**Your objective:**
Your answer must be the lines of the entries below, exactly as written, from the first line through the line containing "pub struct FunctionId(pub usize);".

· · · ·

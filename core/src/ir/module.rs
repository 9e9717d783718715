use std::collections::HashMap;
use std::fmt;

use serde::Serialize;

use crate::ir::function::{Function, Signature};
use crate::ir::lower::err::{LoweringError, LoweringErrorKind};
use crate::ir::op::{IROp, Terminator};
use crate::ir::value::{InstId, Type, Value};

#[derive(Debug, Clone, Copy, PartialEq, Eq, Hash, PartialOrd, Ord, Serialize)]
pub struct FunctionId(pub usize);

/// The function registry and the finished product of lowering.
///
/// Functions keep their registration order, so printing is deterministic.
#[derive(Debug, Clone, Default, Serialize)]
pub struct IrModule {
    functions: Vec<Function>,
    #[serde(skip)]
    by_name: HashMap<String, FunctionId>,
}

impl IrModule {
    pub fn new() -> Self {
        IrModule::default()
    }

    /// A module with each name in `builtins` declared as `i32 (i32)`, in
    /// order, ahead of any user function.
    pub fn with_builtins<S: AsRef<str>>(builtins: &[S]) -> Self {
        let mut module = IrModule::new();
        for name in builtins.iter() {
            module.declare_or_get(name.as_ref(), Signature::new(1));
        }
        module
    }

    /// Return the handle registered under `name`, or register a new
    /// declaration with `signature`. An existing handle's signature is not
    /// compared against the request.
    pub fn declare_or_get(&mut self, name: &str, signature: Signature) -> FunctionId {
        if let Some(&id) = self.by_name.get(name) {
            return id;
        }
        let id = FunctionId(self.functions.len());
        self.functions.push(Function::declaration(name, signature));
        self.by_name.insert(name.to_string(), id);
        log::trace!("declared @{} : {}", name, signature);
        id
    }

    pub fn get(&self, name: &str) -> Result<FunctionId, LoweringError> {
        self.lookup(name).ok_or_else(|| {
            LoweringError::new(
                LoweringErrorKind::UndeclaredCallee,
                format!("Function '{}' is not declared.", name),
            )
        })
    }

    pub fn lookup(&self, name: &str) -> Option<FunctionId> {
        self.by_name.get(name).copied()
    }

    pub fn function(&self, id: FunctionId) -> &Function {
        &self.functions[id.0]
    }

    pub fn function_by_name(&self, name: &str) -> Option<&Function> {
        self.lookup(name).map(|id| self.function(id))
    }

    pub fn functions(&self) -> impl Iterator<Item = (FunctionId, &Function)> {
        self.functions.iter().enumerate().map(|(i, f)| (FunctionId(i), f))
    }

    pub fn len(&self) -> usize {
        self.functions.len()
    }

    pub fn is_empty(&self) -> bool {
        self.functions.is_empty()
    }

    /// Attach a finished body to a registered handle. The body's own name is
    /// ignored; the handle keeps the registered one.
    pub(crate) fn define(&mut self, id: FunctionId, mut body: Function) {
        let slot = &mut self.functions[id.0];
        body.name = slot.name.clone();
        *slot = body;
    }
}

/// Printed result numbers. Blocks are printed in creation order but nested
/// control flow appends blocks after their enclosing join, so `%N` is
/// assigned in print order rather than taken from the `InstId`.
struct Numbering(HashMap<InstId, usize>);

impl Numbering {
    fn new(func: &Function) -> Self {
        let dests = func.blocks.iter().flat_map(|b| b.ops.iter()).filter_map(|op| op.dest());
        Numbering(dests.enumerate().map(|(n, id)| (id, n)).collect())
    }

    fn get(&self, id: InstId) -> usize {
        // unverified modules may use undefined ids; print them past the end
        self.0.get(&id).copied().unwrap_or(self.0.len() + id.0)
    }
}

struct Printer<'a> {
    module: &'a IrModule,
    func: &'a Function,
    numbering: Numbering,
}

impl Printer<'_> {
    fn value(&self, f: &mut fmt::Formatter<'_>, value: &Value) -> fmt::Result {
        match value {
            Value::Const { ty: Type::I1, value } => write!(f, "{}", *value != 0),
            Value::Const { value, .. } => write!(f, "{}", value),
            Value::Param { index } => match self.func.params.get(*index) {
                Some(name) => write!(f, "%{}", name),
                None => write!(f, "%arg{}", index),
            },
            Value::Inst { id, .. } => write!(f, "%{}", self.numbering.get(*id)),
        }
    }

    fn typed(&self, f: &mut fmt::Formatter<'_>, value: &Value) -> fmt::Result {
        write!(f, "{} ", value.ty())?;
        self.value(f, value)
    }

    fn dest(&self, f: &mut fmt::Formatter<'_>, id: InstId) -> fmt::Result {
        write!(f, "%{} = ", self.numbering.get(id))
    }

    fn op(&self, f: &mut fmt::Formatter<'_>, op: &IROp) -> fmt::Result {
        write!(f, "  ")?;
        match op {
            IROp::Load { dest, slot } => {
                self.dest(f, *dest)?;
                write!(f, "load i32, i32* %{}.addr", self.func.slot(*slot).name)
            }
            IROp::Store { value, slot } => {
                write!(f, "store ")?;
                self.typed(f, value)?;
                write!(f, ", i32* %{}.addr", self.func.slot(*slot).name)
            }
            IROp::Binary { dest, op, ty, lhs, rhs } => {
                self.dest(f, *dest)?;
                write!(f, "{} {} ", op.mnemonic(), ty)?;
                self.value(f, lhs)?;
                write!(f, ", ")?;
                self.value(f, rhs)
            }
            IROp::Neg { dest, operand } => {
                self.dest(f, *dest)?;
                write!(f, "sub i32 0, ")?;
                self.value(f, operand)
            }
            IROp::ICmp { dest, pred, lhs, rhs } => {
                self.dest(f, *dest)?;
                write!(f, "icmp {} {} ", pred.mnemonic(), lhs.ty())?;
                self.value(f, lhs)?;
                write!(f, ", ")?;
                self.value(f, rhs)
            }
            IROp::ZExt { dest, operand } => {
                self.dest(f, *dest)?;
                write!(f, "zext ")?;
                self.typed(f, operand)?;
                write!(f, " to i32")
            }
            IROp::Call { dest, callee, args } => {
                self.dest(f, *dest)?;
                write!(f, "call i32 @{}(", self.module.function(*callee).name)?;
                for (i, arg) in args.iter().enumerate() {
                    if i > 0 {
                        write!(f, ", ")?;
                    }
                    self.typed(f, arg)?;
                }
                write!(f, ")")
            }
        }
    }

    fn terminator(&self, f: &mut fmt::Formatter<'_>, term: &Terminator) -> fmt::Result {
        write!(f, "  ")?;
        match term {
            Terminator::Ret { value } => {
                write!(f, "ret ")?;
                self.typed(f, value)
            }
            Terminator::Br { target } => write!(f, "br label %{}", self.func.block(*target).label),
            Terminator::CondBr { cond, then_block, else_block } => {
                write!(f, "br ")?;
                self.typed(f, cond)?;
                write!(
                    f,
                    ", label %{}, label %{}",
                    self.func.block(*then_block).label,
                    self.func.block(*else_block).label
                )
            }
        }
    }

    fn function(&self, f: &mut fmt::Formatter<'_>) -> fmt::Result {
        let func = self.func;
        if func.is_declaration() {
            let params = vec!["i32"; func.signature.arity].join(", ");
            return writeln!(f, "declare i32 @{}({})", func.name, params);
        }

        write!(f, "define i32 @{}(", func.name)?;
        for (i, p) in func.params.iter().enumerate() {
            if i > 0 {
                write!(f, ", ")?;
            }
            write!(f, "i32 %{}", p)?;
        }
        writeln!(f, ") {{")?;

        for (i, block) in func.blocks.iter().enumerate() {
            if i > 0 {
                writeln!(f)?;
            }
            writeln!(f, "{}:", block.label)?;
            if i == 0 {
                for slot in func.slots.iter() {
                    writeln!(f, "  %{}.addr = alloca i32", slot.name)?;
                }
            }
            for op in block.ops.iter() {
                self.op(f, op)?;
                writeln!(f)?;
            }
            match &block.terminator {
                Some(term) => {
                    self.terminator(f, term)?;
                    writeln!(f)?;
                }
                None => writeln!(f, "  ; <missing terminator>")?,
            }
        }
        writeln!(f, "}}")
    }
}

impl fmt::Display for IrModule {
    fn fmt(&self, f: &mut fmt::Formatter<'_>) -> fmt::Result {
        for (i, (_, func)) in self.functions().enumerate() {
            if i > 0 {
                writeln!(f)?;
            }
            Printer { module: self, func, numbering: Numbering::new(func) }.function(f)?;
        }
        Ok(())
    }
}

· · · ·

**Solution:**
filename core/src/ir/module.rs
repository 9e9717d783718715
use std::collections::HashMap;
use std::fmt;

use serde::Serialize;

use crate::ir::function::{Function, Signature};
use crate::ir::lower::err::{LoweringError, LoweringErrorKind};
use crate::ir::op::{IROp, Terminator};
use crate::ir::value::{InstId, Type, Value};

#[derive(Debug, Clone, Copy, PartialEq, Eq, Hash, PartialOrd, Ord, Serialize)]
pub struct FunctionId(pub usize);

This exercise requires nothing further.